Cependant, lorsqu'une porte métallique cassée est tombée sur son pied à son lieu de travail actuel, il a pu s'occuper de sa blessure. Son employeur a fourni une trousse de premiers soins et a ensuite payé des congés pour récupérer.
«Les protocoles que les fermes ne sont pas bon marché ou faciles, mais les fermes peuvent se permettre les changements grâce aux primes payées sur le lait.»
Pourtant, demander aux entreprises d'agriculture animale de se connecter aux programmes de sécurité des travailleurs s'est avéré difficile, car les droits de l'homme tombent souvent au bas des listes de priorités des entreprises. «Nous voyons l'accent mis sur les pratiques organiques et environnementales», a déclaré Jessica Maxwell, «et les droits des travailleurs ont vraiment pris du retard en termes d'attention qu'elle mérite dans l'agriculture durable.
« Même Ben et Jerry's, qui est une entreprise progressiste, ce n'est pas comme s'ils étaient sortis et ont créé ou soutenu une version de ce programme – les travailleurs l'ont fait », a-t-elle déclaré. «Nous le voyons à maintes reprises, que les sociétés résistent constamment à ce genre de changement.»
Le lait avec dignité applique actuellement une pression similaire aux supermarchés Hannaford pour obtenir la chaîne d'épicerie de la Nouvelle-Angleterre et de New York pour signer le programme de son lait de marque.
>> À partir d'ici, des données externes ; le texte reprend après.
//! HTTP handlers for every game endpoint.

use super::errors::ApiError;
use super::middleware::RequestId;
use super::models::{BanRequest, HealthResponse, MinesCashoutRequest, RegisterRequest};
use crate::bank::{Account, Accounts};
use crate::coinflip::{Coinflip, FlipRecord, FlipRequest, SeedInfo};
use crate::crash::engine::CrashHandle;
use crate::crash::round::CrashRecord;
use crate::mines::{MinesCashout, MinesEngine, MinesProof, RevealRequest, RevealResponse};
use axum::{
    extract::{Path, State},
    response::{IntoResponse, Response},
    Extension, Json,
};
use std::sync::Arc;

/// Shared state for all handlers.
pub struct AppState {
    pub accounts: Arc<Accounts>,
    pub coinflip: Arc<Coinflip>,
    pub mines: Arc<MinesEngine>,
    pub crash: CrashHandle,
    pub version: String,
}

type Handler<T> = Result<Json<T>, ApiError>;

pub async fn health_handler(State(state): State<Arc<AppState>>) -> Json<HealthResponse> {
    Json(HealthResponse {
        status: "ok",
        version: state.version.clone(),
    })
}

/// The commitment the next coinflip will be resolved against.
pub async fn seed_handler(State(state): State<Arc<AppState>>) -> Json<SeedInfo> {
    Json(state.coinflip.seed_info())
}

pub async fn flip_handler(
    State(state): State<Arc<AppState>>,
    Extension(RequestId(request_id)): Extension<RequestId>,
    Json(request): Json<FlipRequest>,
) -> Handler<FlipRecord> {
    state
        .coinflip
        .flip(request)
        .map(Json)
        .map_err(|e| ApiError::new(request_id, e))
}

pub async fn flip_history_handler(State(state): State<Arc<AppState>>) -> Json<Vec<FlipRecord>> {
    Json(state.coinflip.recent(20))
}

pub async fn mines_play_handler(
    State(state): State<Arc<AppState>>,
    Extension(RequestId(request_id)): Extension<RequestId>,
    Json(request): Json<RevealRequest>,
) -> Handler<RevealResponse> {
    state
        .mines
        .reveal(request)
        .map(Json)
        .map_err(|e| ApiError::new(request_id, e))
}

pub async fn mines_cashout_handler(
    State(state): State<Arc<AppState>>,
    Extension(RequestId(request_id)): Extension<RequestId>,
    Json(request): Json<MinesCashoutRequest>,
) -> Handler<MinesCashout> {
    state
        .mines
        .cashout(&request.account_id, &request.game_id)
        .map(Json)
        .map_err(|e| ApiError::new(request_id, e))
}

/// Fairness proof for a concluded mines game; for a game still in flight,
/// the commitment hash alone.
pub async fn mines_verify_handler(
    State(state): State<Arc<AppState>>,
    Extension(RequestId(request_id)): Extension<RequestId>,
    Path(game_id): Path<String>,
) -> Result<Response, ApiError> {
    match state.mines.verify(&game_id) {
        Ok(proof) => Ok(Json::<MinesProof>(proof).into_response()),
        Err(crate::errors::GameError::NotFound(_)) => state
            .mines
            .active_commitment(&game_id)
            .map(|seed_only| Json(seed_only).into_response())
            .map_err(|e| ApiError::new(request_id, e)),
        Err(e) => Err(ApiError::new(request_id, e)),
    }
}

pub async fn crash_history_handler(State(state): State<Arc<AppState>>) -> Json<Vec<CrashRecord>> {
    Json(state.crash.history().recent(50))
}

/// Commitment and phase of the round currently in flight.
pub async fn crash_round_handler(
    State(state): State<Arc<AppState>>,
    Extension(RequestId(request_id)): Extension<RequestId>,
) -> Handler<crate::crash::CrashSnapshot> {
    state
        .crash
        .snapshot()
        .await
        .map(Json)
        .map_err(|e| ApiError::new(request_id, e))
}

pub async fn crash_verify_handler(
    State(state): State<Arc<AppState>>,
    Extension(RequestId(request_id)): Extension<RequestId>,
    Path(round_id): Path<String>,
) -> Result<Response, ApiError> {
    state
        .crash
        .verify(&round_id)
        .await
        .map(|proof| Json(proof).into_response())
        .map_err(|e| ApiError::new(request_id, e))
}

pub async fn register_account_handler(
    State(state): State<Arc<AppState>>,
    Json(request): Json<RegisterRequest>,
) -> Json<Account> {
    Json(state.accounts.register(&request.external_id))
}

pub async fn account_handler(
    State(state): State<Arc<AppState>>,
    Extension(RequestId(request_id)): Extension<RequestId>,
    Path(account_id): Path<String>,
) -> Handler<Account> {
    state
        .accounts
        .get(&account_id)
        .map(Json)
        .map_err(|e| ApiError::new(request_id, e))
}

pub async fn ban_account_handler(
    State(state): State<Arc<AppState>>,
    Extension(RequestId(request_id)): Extension<RequestId>,
    Path(account_id): Path<String>,
    Json(request): Json<BanRequest>,
) -> Handler<Account> {
    state
        .accounts
        .set_banned(&account_id, request.banned)
        .and_then(|_| state.accounts.get(&account_id))
        .map(Json)
        .map_err(|e| ApiError::new(request_id, e))
}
Bien que les entreprises résistent, le programme a prouvé que les fermes sont capables de se conformer aux réglementations lorsqu'elles sont contraints, a déclaré Fritzsche du MDSC.
« Les protocoles que les fermes suivent en tant que mesure de protection des consommateurs sont stricts. Ils ne sont pas bon marché ou faciles à suivre », a-t-il déclaré, ajoutant que les fermes primes reçoivent par le programme les aident à se permettre les changements.
Changements au niveau fédéral
Une préoccupation parmi les défenseurs des travailleurs concernant l'approche centrée sur l'État est qu'elle n'atteint pas les travailleurs dans des États moins progressistes. « À un moment donné, nous avons besoin de cela pour passer à un niveau fédéral », a déclaré Jessica Maxwell.
Bien que la plupart des experts ne soient pas optimistes non plus que le changement fédéral viendra bientôt, Martin du Center for a Livable Future a déclaré que l'approche de l'administration Biden envers les monopoles – y compris ceux qui contrôlent les industries de la viande et de la volaille et promouvaient un programme anti-régulatrice – est encourageant.